- Born: Steinbach, Manitoba, Canada
- Occupation: Actress
- Years active: 1989–present
- Spouse: Jamie Ollivier

= Allison Hossack =

Canadian actress

Allison Hossack is a Canadian actress.

==Early years==
Born in Steinbach, Manitoba, Canada, Hossack grew up in Killarney, Manitoba, and participated in musical theatre productions while a student there. She began her studies at Brandon University as a piano major but changed to a major in voice.
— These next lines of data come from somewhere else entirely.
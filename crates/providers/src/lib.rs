//! LLM Provider implementations for citycode.
//!
//! All providers implement the `citycode_core::Provider` trait.
//! The router builds them from configuration and wraps each in a
//! [`RetryProvider`] so transient failures are retried below any tracing.

pub mod openai_compat;
pub mod retry;
pub mod router;

pub use openai_compat::OpenAiCompatProvider;
pub use retry::RetryProvider;
pub use router::{ProviderRouter, build_from_config};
Then she tried drama, and she later said, "By the time I graduated I was only interested in acting." She graduated from Brandon with a degree in music, after which she studied at Banff School of Fine Arts.

== Career ==
Following her collegiate studies, Hossack worked on stage at venues including the Muskoka Festival in Ontario and the Rainbow Stage in Winnipeg.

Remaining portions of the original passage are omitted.